ROBERT POWELL CENTER FOR MEDICAL ETHICS
at the National Right to Life Committee
512 10th Street NW Washington, DC 20004
(202) 626-8815 (voice) (202) 737-9189 (fax)
FROM: Burke J. Balch, J.D., Director, Powell Center for Medical Ethics
DATED: April 7, 2015
RE: ASSESSMENT OF TEXAS HB2351
In order to avoid supporting genuine legislation to prevent the involuntary denial of life-saving medical treatment discriminatorily based on disability sanctioned by current Texas law, HB 2351 has been put forward in the evident hope that legislators who vote for it will have the excuse of claiming that they have done something to limit this injustice.
In fact, HB 2351's apparent limit on disability discrimination is utterly meaningless. Under it, health care facilities would adopt policies that they themselves would have full discretion to draft “to prohibit consideration of a patient's permanent physical or mental disability during a review [under the existing Texas law allowing facility ethics committees to authorize involuntary denial of life-preserving medical treatment] unless the disability is relevant in determining whether a medical or surgical intervention is medically appropriate.”
The bill leaves completely open to facility and facility committee interpretation whether a patient’s disability “is relevant in determining whether a medical or surgical intervention is medically appropriate.” Many medical ethicists have published articles and books maintaining that if a person’s “quality of life” is deemed too poor for life to be worth living, or to justify expending medical resources on preserving it, then life-preserving treatment is for that reason not “medically appropriate.” And all too many consider that certain levels of physical or mental disability bring a person’s “quality of life” below a tolerable minimum. A judgment whether the quality of one’s life is worth living is a very subjective one. Current Texas law takes that judgment away from the person whose life it is, or that person’s family or other legally authorized surrogate, and puts it in the hands of health facility committees – and HB 2351 would fully preserve their ability to judge whether the degree of a person’s disability makes preserving that patient’s life “medically appropriate.”

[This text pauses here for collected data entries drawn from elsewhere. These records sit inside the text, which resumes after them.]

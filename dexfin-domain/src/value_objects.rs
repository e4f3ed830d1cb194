//! Value Objects for the Dexfin Domain
//!
//! Immutable, validated domain primitives.
//! All value objects enforce invariants at construction time.

use rust_decimal::Decimal;
use serde::{Deserialize, Serialize};
use std::fmt;
use std::str::FromStr;

/// Domain errors for value object validation
#[derive(Debug, Clone, PartialEq, Eq, thiserror::Error)]
pub enum DomainError {
    /// Price must be positive
    #[error("Invalid price: {0}")]
    InvalidPrice(String),

    /// Quantity must be positive
    #[error("Invalid quantity: {0}")]
    InvalidQuantity(String),

    /// Trading pair must be `BASE-QUOTE`
    #[error("Invalid trading pair: {0}")]
    InvalidTradingPair(String),

    /// Order side not recognized
    #[error("Invalid order side: {0}")]
    InvalidOrderSide(String),

    /// Order type not recognized
    #[error("Invalid order type: {0}")]
    InvalidOrderType(String),

    /// Order state string not in the exchange's state table
    #[error("Unknown order state: {0}")]
    UnknownOrderState(String),

    /// Order violates the instrument's trading rule
    #[error("Trading rule violation: {0}")]
    TradingRuleViolation(String),
}

// =============================================================================
// Price
// =============================================================================

/// Price represents a positive decimal price
///
/// # Invariants
/// - Must be > 0
#[derive(Debug, Clone, Copy, PartialEq, Eq, PartialOrd, Ord, Serialize, Deserialize)]
pub struct Price(Decimal);

impl Price {
    /// Create a new Price with validation
    ///
    /// # Errors
    /// Returns `DomainError::InvalidPrice` if value <= 0
    pub fn new(value: Decimal) -> Result<Self, DomainError> {
        if value <= Decimal::ZERO {
            return Err(DomainError::InvalidPrice("Price must be positive".to_string()));
        }
        Ok(Self(value))
    }

    /// Get the underlying Decimal value
    pub fn as_decimal(&self) -> Decimal {
        self.0
    }
}

impl fmt::Display for Price {
    fn fmt(&self, f: &mut fmt::Formatter<'_>) -> fmt::Result {
        write!(f, "{}", self.0)
    }
}

// =============================================================================
// Quantity
// =============================================================================

/// Quantity represents a positive decimal quantity
///
/// # Invariants
/// - Must be > 0
#[derive(Debug, Clone, Copy, PartialEq, Eq, PartialOrd, Ord, Serialize, Deserialize)]
pub struct Quantity(Decimal);

impl Quantity {
    /// Create a new Quantity with validation
    ///
    /// # Errors
    /// Returns `DomainError::InvalidQuantity` if value <= 0
    pub fn new(value: Decimal) -> Result<Self, DomainError> {
        if value <= Decimal::ZERO {
            return Err(DomainError::InvalidQuantity("Quantity must be positive".to_string()));
        }
        Ok(Self(value))
    }

    /// Get the underlying Decimal value
    pub fn as_decimal(&self) -> Decimal {
        self.0
    }
}

impl fmt::Display for Quantity {
    fn fmt(&self, f: &mut fmt::Formatter<'_>) -> fmt::Result {
        write!(f, "{}", self.0)
    }
}

// =============================================================================
// TradingPair
// =============================================================================

/// Internal instrument identifier used by the calling engine (e.g., `BTC-USDT`).
///
/// The exchange uses its own symbol form on the wire (`btcusdt`); the two are
/// linked only through the connector's symbol map.
///
/// # Invariants
/// - Base and quote are non-empty, alphanumeric, stored upper case
#[derive(Debug, Clone, PartialEq, Eq, PartialOrd, Ord, Hash, Serialize, Deserialize)]
#[serde(try_from = "String", into = "String")]
pub struct TradingPair {
    base: String,
    quote: String,
}

impl TradingPair {
    /// Create a pair from explicit base and quote assets.
    ///
    /// # Errors
    /// Returns `DomainError::InvalidTradingPair` if either side is empty or
    /// contains anything other than ASCII alphanumerics.
    pub fn new(base: &str, quote: &str) -> Result<Self, DomainError> {
        let valid = |s: &str| !s.is_empty() && s.chars().all(|c| c.is_ascii_alphanumeric());
        if !valid(base) || !valid(quote) {
            return Err(DomainError::InvalidTradingPair(format!("{}-{}", base, quote)));
        }
        Ok(Self {
            base: base.to_ascii_uppercase(),
            quote: quote.to_ascii_uppercase(),
        })
    }

    /// Get the base asset
    pub fn base(&self) -> &str {
        &self.base
    }

    /// Get the quote asset
    pub fn quote(&self) -> &str {
        &self.quote
    }
}

impl FromStr for TradingPair {
    type Err = DomainError;

    /// Parse `BASE-QUOTE` (case-insensitive).
    fn from_str(s: &str) -> Result<Self, Self::Err> {
        match s.trim().split_once('-') {
            Some((base, quote)) => Self::new(base, quote),
            None => Err(DomainError::InvalidTradingPair(s.to_string())),
        }
    }
}

impl TryFrom<String> for TradingPair {
    type Error = DomainError;

    fn try_from(value: String) -> Result<Self, Self::Error> {
        value.parse()
    }
}

impl From<TradingPair> for String {
    fn from(pair: TradingPair) -> Self {
        pair.to_string()
    }
}

impl fmt::Display for TradingPair {
    fn fmt(&self, f: &mut fmt::Formatter<'_>) -> fmt::Result {
        write!(f, "{}-{}", self.base, self.quote)
    }
}

// =============================================================================
// OrderSide
// =============================================================================

/// OrderSide represents the order (or trade taker) direction
#[derive(Debug, Clone, Copy, PartialEq, Eq, Serialize, Deserialize)]
#[serde(rename_all = "lowercase")]
pub enum OrderSide {
    /// Buy order
    Buy,
    /// Sell order
    Sell,
}

impl OrderSide {
    /// Wire representation used by the exchange.
    pub fn as_str(&self) -> &'static str {
        match self {
            OrderSide::Buy => "buy",
            OrderSide::Sell => "sell",
        }
    }
}

impl FromStr for OrderSide {
    type Err = DomainError;

    fn from_str(s: &str) -> Result<Self, Self::Err> {
        match s.to_ascii_lowercase().as_str() {
            "buy" | "bid" => Ok(OrderSide::Buy),
            "sell" | "ask" => Ok(OrderSide::Sell),
            other => Err(DomainError::InvalidOrderSide(other.to_string())),
        }
    }
}

impl fmt::Display for OrderSide {
    fn fmt(&self, f: &mut fmt::Formatter<'_>) -> fmt::Result {
        match self {
            OrderSide::Buy => write!(f, "BUY"),
            OrderSide::Sell => write!(f, "SELL"),
        }
    }
}

// =============================================================================
// Tests
// =============================================================================

#[cfg(test)]
mod tests {
    use super::*;
    use rust_decimal_macros::dec;

    #[test]
    fn test_price_must_be_positive() {
        assert!(Price::new(dec!(0.01)).is_ok());
        assert!(Price::new(Decimal::ZERO).is_err());
        assert!(Price::new(dec!(-1)).is_err());
    }

    #[test]
    fn test_quantity_must_be_positive() {
        assert_eq!(Quantity::new(dec!(2.5)).unwrap().as_decimal(), dec!(2.5));
        assert!(matches!(
            Quantity::new(Decimal::ZERO),
            Err(DomainError::InvalidQuantity(_))
        ));
    }

    #[test]
    fn test_trading_pair_parse_normalizes_case() {
        let pair: TradingPair = "btc-usdt".parse().unwrap();

        assert_eq!(pair.base(), "BTC");
        assert_eq!(pair.quote(), "USDT");
        assert_eq!(pair.to_string(), "BTC-USDT");
        assert_eq!(pair, "BTC-USDT".parse().unwrap());
    }

    #[test]
    fn test_trading_pair_rejects_malformed() {
        assert!("BTCUSDT".parse::<TradingPair>().is_err());
        assert!("-USDT".parse::<TradingPair>().is_err());
        assert!("BTC-".parse::<TradingPair>().is_err());
        assert!("BTC-US/DT".parse::<TradingPair>().is_err());
    }

    #[test]
    fn test_trading_pair_serde_as_string() {
        let pair = TradingPair::new("dxf", "usdt").unwrap();
        let json = serde_json::to_string(&pair).unwrap();

        assert_eq!(json, "\"DXF-USDT\"");
        assert_eq!(serde_json::from_str::<TradingPair>(&json).unwrap(), pair);
    }

    #[test]
    fn test_order_side_wire_format() {
        assert_eq!(OrderSide::Buy.as_str(), "buy");
        assert_eq!("SELL".parse::<OrderSide>().unwrap(), OrderSide::Sell);
        assert_eq!("bid".parse::<OrderSide>().unwrap(), OrderSide::Buy);
        assert!("hold".parse::<OrderSide>().is_err());
    }
}
/// Balance row from `/account/balances`.
#[derive(Debug, Clone, Deserialize)]
pub struct BalanceEntry {
    /// Asset code (`usdt`)
    pub currency: String,
    /// Available balance
    pub balance: Decimal,
    /// Balance locked in open orders
    #[serde(default)]
    pub locked: Decimal,
}

/// Body of `POST /market/orders`.
#[derive(Debug, Clone, Serialize, PartialEq, Eq)]
pub struct NewOrderRequest {
    /// Exchange symbol
    pub market: String,
    /// `buy` or `sell`
    pub side: String,
    /// Amount in base asset
    pub volume: Decimal,
    /// `limit` or `market`
    pub ord_type: String,
    /// Limit price
    #[serde(skip_serializing_if = "Option::is_none")]
    pub price: Option<Decimal>,
}

/// Order as returned by the order endpoints.
#[derive(Debug, Clone, Deserialize)]
pub struct OrderResponse {
    /// Exchange order id
    #[serde(deserialize_with = "string_or_number")]
    pub id: String,
    /// `buy` or `sell`
    pub side: String,
    /// `limit` or `market`
    #[serde(default)]
    pub ord_type: Option<String>,
    /// Limit price
    #[serde(default)]
    pub price: Option<Decimal>,
    /// Average fill price
    #[serde(default)]
    pub avg_price: Option<Decimal>,
    /// Wire state (`wait`, `done`, ...)
    pub state: String,
    /// Exchange symbol
    pub market: String,
    /// Creation time (ISO-8601)
    #[serde(default)]
    pub created_at: Option<String>,
    /// Original amount
    #[serde(default)]
    pub origin_volume: Option<Decimal>,
    /// Unfilled amount
    #[serde(default)]
    pub remaining_volume: Option<Decimal>,
    /// Filled amount
    #[serde(default)]
    pub executed_volume: Option<Decimal>,
    /// Fills, when included
    #[serde(default)]
    pub trades: Vec<TradeResponse>,
}

/// Own trade row.
#[derive(Debug, Clone, Deserialize)]
pub struct TradeResponse {
    /// Trade id
    pub id: u64,
    /// Fill price
    pub price: Decimal,
    /// Fill amount
    pub amount: Decimal,
    /// Quote total
    #[serde(default)]
    pub total: Option<Decimal>,
    /// Exchange symbol
    pub market: String,
    /// Execution time (ISO-8601)
    #[serde(default)]
    pub created_at: Option<String>,
    /// Our side
    #[serde(default)]
    pub side: Option<String>,
    /// Taker side
    #[serde(default)]
    pub taker_type: Option<String>,
    /// Order the fill belongs to
    #[serde(default)]
    pub order_id: Option<u64>,
}

fn string_or_number<'de, D>(deserializer: D) -> Result<String, D::Error>
where
    D: serde::Deserializer<'de>,
{
    match Value::deserialize(deserializer)? {
        Value::String(s) => Ok(s),
        Value::Number(n) => Ok(n.to_string()),
        other => Err(serde::de::Error::custom(format!(
            "expected string or number, got {}",
            other
        ))),
    }
}

// =============================================================================
// Tests
// =============================================================================

#[cfg(test)]
mod tests {
    use super::*;
    use rust_decimal_macros::dec;
    use serde_json::json;

    #[test]
    fn test_code_and_message_is_exchange_error() {
        let err = classify_error(422, r#"{"code": "market.order.invalid_volume", "message": "too small"}"#);

        assert!(matches!(
            err,
            ConnectorError::Exchange { ref code, ref message }
                if code == "market.order.invalid_volume" && message == "too small"
        ));
    }

    #[test]
    fn test_msg_alias_and_numeric_code() {
        let err = classify_error(400, r#"{"code": -1121, "msg": "Invalid symbol."}"#);

        assert!(matches!(err, ConnectorError::Exchange { ref code, .. } if code == "-1121"));
    }

    #[test]
    fn test_peatio_errors_envelope() {
        let err = classify_error(422, r#"{"errors": ["market.market.doesnt_exist"]}"#);

        assert!(err.is_unknown_market());
    }

    #[test]
    fn test_authz_code_is_authentication_error() {
        let err = classify_error(400, r#"{"errors": ["authz.invalid_signature"]}"#);

        assert!(matches!(err, ConnectorError::Authentication { ref code, .. } if code == "authz.invalid_signature"));
    }

    #[test]
    fn test_401_without_payload_is_authentication_error() {
        let err = classify_error(401, "Unauthorized");

        assert!(matches!(err, ConnectorError::Authentication { .. }));
    }

    #[test]
    fn test_400_without_code_is_transport_error() {
        let err = classify_error(400, "bad");

        assert!(matches!(
            err,
            ConnectorError::Transport { status: Some(400), ref body } if body == "bad"
        ));
    }

    #[test]
    fn test_parse_server_time_formats() {
        assert_eq!(parse_server_time(&json!("2019-05-02T09:55:37+00:00")).unwrap(), 1_556_790_937_000);
        assert_eq!(parse_server_time(&json!("2019-05-02T09:55:37Z")).unwrap(), 1_556_790_937_000);
        assert_eq!(parse_server_time(&json!(1_656_483_612)).unwrap(), 1_656_483_612_000);
        assert_eq!(parse_server_time(&json!("1656483612")).unwrap(), 1_656_483_612_000);
        assert!(parse_server_time(&json!({"t": 1})).is_err());
    }

    #[test]
    fn test_request_defaults_follow_endpoint() {
        let public = RestRequest::new(Endpoint::Markets);
        let private = RestRequest::new(Endpoint::PlaceOrder);

        assert_eq!(public.method, Method::GET);
        assert!(!public.auth_required);
        assert_eq!(private.method, Method::POST);
        assert!(private.auth_required);
    }

    #[test]
    fn test_new_order_body_shape() {
        let order = NewOrderRequest {
            market: "btcusdt".to_string(),
            side: "sell".to_string(),
            volume: dec!(0.15),
            ord_type: "limit".to_string(),
            price: Some(dec!(3)),
        };

        let body = serde_json::to_value(&order).unwrap();

        assert_eq!(body["market"], "btcusdt");
        assert_eq!(body["ord_type"], "limit");
        assert!(body.get("price").is_some());
    }

    #[test]
    fn test_order_response_accepts_numeric_id() {
        let order: OrderResponse = serde_json::from_value(json!({
            "id": 1204442,
            "side": "sell",
            "ord_type": "limit",
            "price": "56632.793",
            "state": "done",
            "market": "btcusdt"
        }))
        .unwrap();

        assert_eq!(order.id, "1204442");
        assert_eq!(order.price, Some(dec!(56632.793)));
    }
}
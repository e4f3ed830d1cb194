//! Daemon error types.

use dexfin_connectors::ConnectorError;
use thiserror::Error;

/// Daemon-level errors.
#[derive(Debug, Error)]
pub enum DaemonError {
    /// Connector error
    #[error("Connector error: {0}")]
    Connector(#[from] ConnectorError),

    /// Configuration error
    #[error("Configuration error: {0}")]
    Config(String),
}

/// Result type for daemon operations.
pub type DaemonResult<T> = Result<T, DaemonError>;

It is one thing to support an incremental measure that falls short of the ideal but makes a substantive improvement in an existing bad law. It is quite another to promote a bill whose content makes no substantive difference in providing protection to people with disabilities. HB 2351 is not merely useless; it is worse than useless because its self-contradicting language can be employed in an attempt to mislead constituents into thinking their representatives did something – when in fact they did nothing – to protect people with disabilities from being forced to die against their will.
 The bill even confines the policy to those with “permanent” disability – so that it would not even apply to someone who becomes disabled as a result of the illness or injury that led him or her to be treated in the health care facility.